TASK OBJECTIVE
Every line of the data below is to be written out again exactly.

Collected data entries

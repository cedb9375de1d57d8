#![cfg(feature = "dev")]
//! Tests for the engine layer: validation, buffers and prediction.
//!
//! ## Test Organization
//!
//! 1. **Validator** - Parameter checks and shape assertions
//! 2. **Prediction Buffer** - Row capacity management
//! 3. **Predictor** - Blending and path dispatch
//! 4. **Trainer** - Slope/offset split

use approx::assert_relative_eq;

use rls_rs::internals::algorithms::lines::LocalLines;
use rls_rs::internals::engine::meta::MetaParameters;
use rls_rs::internals::engine::predictor::{blend_into, predict_batch_into, predict_single_into};
use rls_rs::internals::engine::trainer::fit_local_lines;
use rls_rs::internals::engine::validator::Validator;
use rls_rs::internals::math::kernel::GaussianKernels;
use rls_rs::internals::primitives::buffer::PredictionBuffer;
use rls_rs::internals::primitives::errors::RlsError;

fn two_kernel_lines() -> LocalLines<f64, GaussianKernels<f64>> {
    let kernels = GaussianKernels::new(vec![0.0, 1.0], vec![0.5, 0.5], 1).unwrap();
    LocalLines::new(kernels, vec![1.0, -1.0], vec![0.0, 2.0])
}

// ============================================================================
// Validator
// ============================================================================

#[test]
fn test_validate_parameters() {
    assert!(Validator::validate_regularization(0.0).is_ok());
    assert!(Validator::validate_regularization(3.5).is_ok());
    assert_eq!(
        Validator::validate_regularization(-0.1),
        Err(RlsError::InvalidRegularization(-0.1))
    );
    assert!(Validator::validate_regularization(f64::INFINITY).is_err());

    assert!(Validator::validate_epsilon(0.0).is_ok());
    assert_eq!(
        Validator::validate_epsilon(-1.0),
        Err(RlsError::InvalidEpsilon(-1.0))
    );

    assert_eq!(
        Validator::validate_no_duplicates(Some("epsilon")),
        Err(RlsError::DuplicateParameter {
            parameter: "epsilon"
        })
    );
    assert!(Validator::validate_no_duplicates(None).is_ok());
}

#[test]
fn test_validate_grid_dimension() {
    assert!(Validator::validate_grid(&[0.0], &[1.0], &[3], 1).is_ok());
    assert!(matches!(
        Validator::validate_grid(&[0.0], &[1.0], &[3], 2),
        Err(RlsError::InvalidGrid(_))
    ));
}

#[test]
fn test_meta_parameters() {
    let meta = MetaParameters::<f64>::default();
    assert_eq!(meta.regularization, 0.0);
    assert!(meta.use_offset);
    assert_eq!(meta.epsilon, 0.0);

    assert!(MetaParameters::new(0.1, false, 1e-3).is_ok());
    assert_eq!(
        MetaParameters::new(0.0, true, -1.0),
        Err(RlsError::InvalidEpsilon(-1.0))
    );
}

#[test]
#[should_panic]
fn test_assert_training_shapes_panics() {
    Validator::assert_training_shapes(&[1.0, 2.0, 3.0], &[1.0, 2.0], 1);
}

#[test]
fn test_assert_prediction_shapes() {
    assert_eq!(
        Validator::assert_prediction_shapes(&[1.0, 2.0, 3.0, 4.0], &[0.0, 0.0], 2),
        2
    );
}

#[test]
#[should_panic]
fn test_assert_prediction_shapes_partial_row() {
    Validator::assert_prediction_shapes(&[1.0, 2.0, 3.0], &[0.0], 2);
}

// ============================================================================
// Prediction Buffer
// ============================================================================

#[test]
fn test_prediction_buffer_rows() {
    let mut buffer = PredictionBuffer::<f64>::new(3);
    assert_eq!(buffer.rows(), 1);

    let (lines, activations) = buffer.split_rows_mut(1);
    assert_eq!(lines.len(), 3);
    assert_eq!(activations.len(), 3);

    buffer.resize_rows(4);
    assert_eq!(buffer.rows(), 4);
    let (lines, _) = buffer.split_rows_mut(2);
    assert_eq!(lines.len(), 6);
}

#[test]
#[should_panic]
fn test_prediction_buffer_overflow_panics() {
    let mut buffer = PredictionBuffer::<f64>::new(2);
    let _ = buffer.split_rows_mut(2);
}

// ============================================================================
// Predictor
// ============================================================================

#[test]
fn test_blend_into() {
    let lines = [1.0, 2.0, 3.0, 4.0];
    let activations = [0.5, 0.5, 0.25, 0.75];
    let mut outputs = [0.0; 2];
    blend_into(&lines, &activations, 2, &mut outputs);
    assert_eq!(outputs, [1.5, 3.75]);
}

#[test]
fn test_single_path_does_not_resize() {
    let lines = two_kernel_lines();
    let mut buffer = PredictionBuffer::new(2);
    let mut output = [0.0];
    predict_single_into(&lines, &mut buffer, &[0.5], &mut output);
    assert_eq!(buffer.rows(), 1);

    // Symmetric point: equal weights, lines give 0.5 and 1.5
    assert_relative_eq!(output[0], 1.0, epsilon = 1e-12);
}

#[test]
fn test_batch_path_resizes() {
    let lines = two_kernel_lines();
    let mut buffer = PredictionBuffer::new(2);
    let inputs = [0.0, 0.5, 1.0];
    let mut outputs = [0.0; 3];
    predict_batch_into(&lines, &mut buffer, &inputs, &mut outputs);
    assert_eq!(buffer.rows(), 3);

    for (x, y) in inputs.iter().zip(&outputs) {
        let mut single = [0.0];
        predict_single_into(&lines, &mut buffer, &[*x], &mut single);
        assert_relative_eq!(single[0], *y, epsilon = 1e-15);
    }
}

// ============================================================================
// Trainer
// ============================================================================

#[test]
fn test_trainer_splits_offset() {
    let kernels = GaussianKernels::new(vec![0.0_f64], vec![1.0], 1).unwrap();
    let meta = MetaParameters::default();
    let lines = fit_local_lines(&kernels, &meta, &[0.0, 1.0, 2.0], &[-1.0, 1.0, 3.0]).unwrap();
    assert_relative_eq!(lines.slope(0)[0], 2.0, epsilon = 1e-10);
    assert_relative_eq!(lines.offset(0), -1.0, epsilon = 1e-10);

    let meta = MetaParameters::new(0.0, false, 0.0).unwrap();
    let lines = fit_local_lines(&kernels, &meta, &[1.0, 2.0], &[2.0, 4.0]).unwrap();
    assert_relative_eq!(lines.slope(0)[0], 2.0, epsilon = 1e-10);
    assert_eq!(lines.offset(0), 0.0);
}
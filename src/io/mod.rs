//! Persistence helpers.
//!
//! # Purpose
//!
//! Plain-text matrix files used by the grid diagnostic export. JSON
//! serialization of the approximator itself lives on the approximator.

/// Whitespace-separated matrix files.
pub mod matrix;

RESPONSE
repository cedb9375de1d57d8
#![cfg(feature = "dev")]
//! Tests for the engine layer: validation, buffers and prediction.
//!
//! ## Test Organization
//!
//! 1. **Validator** - Parameter checks and shape assertions
//! 2. **Prediction Buffer** - Row capacity management
//! 3. **Predictor** - Blending and path dispatch
//! 4. **Trainer** - Slope/offset split

use approx::assert_relative_eq;

use rls_rs::internals::algorithms::lines::LocalLines;
use rls_rs::internals::engine::meta::MetaParameters;
use rls_rs::internals::engine::predictor::{blend_into, predict_batch_into, predict_single_into};
use rls_rs::internals::engine::trainer::fit_local_lines;
use rls_rs::internals::engine::validator::Validator;
use rls_rs::internals::math::kernel::GaussianKernels;
use rls_rs::internals::primitives::buffer::PredictionBuffer;
use rls_rs::internals::primitives::errors::RlsError;

fn two_kernel_lines() -> LocalLines<f64, GaussianKernels<f64>> {
    let kernels = GaussianKernels::new(vec![0.0, 1.0], vec![0.5, 0.5], 1).unwrap();
    LocalLines::new(kernels, vec![1.0, -1.0], vec![0.0, 2.0])
}

// ============================================================================
// Validator
// ============================================================================

#[test]
fn test_validate_parameters() {
    assert!(Validator::validate_regularization(0.0).is_ok());
    assert!(Validator::validate_regularization(3.5).is_ok());
    assert_eq!(
        Validator::validate_regularization(-0.1),
        Err(RlsError::InvalidRegularization(-0.1))
    );
    assert!(Validator::validate_regularization(f64::INFINITY).is_err());

    assert!(Validator::validate_epsilon(0.0).is_ok());
    assert_eq!(
        Validator::validate_epsilon(-1.0),
        Err(RlsError::InvalidEpsilon(-1.0))
    );

    assert_eq!(
        Validator::validate_no_duplicates(Some("epsilon")),
        Err(RlsError::DuplicateParameter {
            parameter: "epsilon"
        })
    );
    assert!(Validator::validate_no_duplicates(None).is_ok());
}

#[test]
fn test_validate_grid_dimension() {
    assert!(Validator::validate_grid(&[0.0], &[1.0], &[3], 1).is_ok());
    assert!(matches!(
        Validator::validate_grid(&[0.0], &[1.0], &[3], 2),
        Err(RlsError::InvalidGrid(_))
    ));
}

#[test]
fn test_meta_parameters() {
    let meta = MetaParameters::<f64>::default();
    assert_eq!(meta.regularization, 0.0);
    assert!(meta.use_offset);
    assert_eq!(meta.epsilon, 0.0);

    assert!(MetaParameters::new(0.1, false, 1e-3).is_ok());
    assert_eq!(
        MetaParameters::new(0.0, true, -1.0),
        Err(RlsError::InvalidEpsilon(-1.0))
    );
}

#[test]
#[should_panic]
fn test_assert_training_shapes_panics() {
    Validator::assert_training_shapes(&[1.0, 2.0, 3.0], &[1.0, 2.0], 1);
}

#[test]
fn test_assert_prediction_shapes() {
    assert_eq!(
        Validator::assert_prediction_shapes(&[1.0, 2.0, 3.0, 4.0], &[0.0, 0.0], 2),
        2
    );
}

#[test]
#[should_panic]
fn test_assert_prediction_shapes_partial_row() {
    Validator::assert_prediction_shapes(&[1.0, 2.0, 3.0], &[0.0], 2);
}

// ============================================================================
// Prediction Buffer
// ============================================================================

#[test]
fn test_prediction_buffer_rows() {
    let mut buffer = PredictionBuffer::<f64>::new(3);
    assert_eq!(buffer.rows(), 1);

    let (lines, activations) = buffer.split_rows_mut(1);
    assert_eq!(lines.len(), 3);
    assert_eq!(activations.len(), 3);

    buffer.resize_rows(4);
    assert_eq!(buffer.rows(), 4);
    let (lines, _) = buffer.split_rows_mut(2);
    assert_eq!(lines.len(), 6);
}

#[test]
#[should_panic]
fn test_prediction_buffer_overflow_panics() {
    let mut buffer = PredictionBuffer::<f64>::new(2);
    let _ = buffer.split_rows_mut(2);
}

// ============================================================================
// Predictor
// ============================================================================

#[test]
fn test_blend_into() {
    let lines = [1.0, 2.0, 3.0, 4.0];
    let activations = [0.5, 0.5, 0.25, 0.75];
    let mut outputs = [0.0; 2];
    blend_into(&lines, &activations, 2, &mut outputs);
    assert_eq!(outputs, [1.5, 3.75]);
}

#[test]
fn test_single_path_does_not_resize() {
    let lines = two_kernel_lines();
    let mut buffer = PredictionBuffer::new(2);
    let mut output = [0.0];
    predict_single_into(&lines, &mut buffer, &[0.5], &mut output);
    assert_eq!(buffer.rows(), 1);

    // Symmetric point: equal weights, lines give 0.5 and 1.5
    assert_relative_eq!(output[0], 1.0, epsilon = 1e-12);
}

#[test]
fn test_batch_path_resizes() {
    let lines = two_kernel_lines();
    let mut buffer = PredictionBuffer::new(2);
    let inputs = [0.0, 0.5, 1.0];
    let mut outputs = [0.0; 3];
    predict_batch_into(&lines, &mut buffer, &inputs, &mut outputs);
    assert_eq!(buffer.rows(), 3);

    for (x, y) in inputs.iter().zip(&outputs) {
        let mut single = [0.0];
        predict_single_into(&lines, &mut buffer, &[*x], &mut single);
        assert_relative_eq!(single[0], *y, epsilon = 1e-15);
    }
}

// ============================================================================
// Trainer
// ============================================================================

#[test]
fn test_trainer_splits_offset() {
    let kernels = GaussianKernels::new(vec![0.0_f64], vec![1.0], 1).unwrap();
    let meta = MetaParameters::default();
    let lines = fit_local_lines(&kernels, &meta, &[0.0, 1.0, 2.0], &[-1.0, 1.0, 3.0]).unwrap();
    assert_relative_eq!(lines.slope(0)[0], 2.0, epsilon = 1e-10);
    assert_relative_eq!(lines.offset(0), -1.0, epsilon = 1e-10);

    let meta = MetaParameters::new(0.0, false, 0.0).unwrap();
    let lines = fit_local_lines(&kernels, &meta, &[1.0, 2.0], &[2.0, 4.0]).unwrap();
    assert_relative_eq!(lines.slope(0)[0], 2.0, epsilon = 1e-10);
    assert_eq!(lines.offset(0), 0.0);
}
filename src/io/mod.rs
//! Persistence helpers.
//!
//! # Purpose
//!
//! Plain-text matrix files used by the grid diagnostic export. JSON
//! serialization of the approximator itself lives on the approximator.

/// Whitespace-separated matrix files.
pub mod matrix;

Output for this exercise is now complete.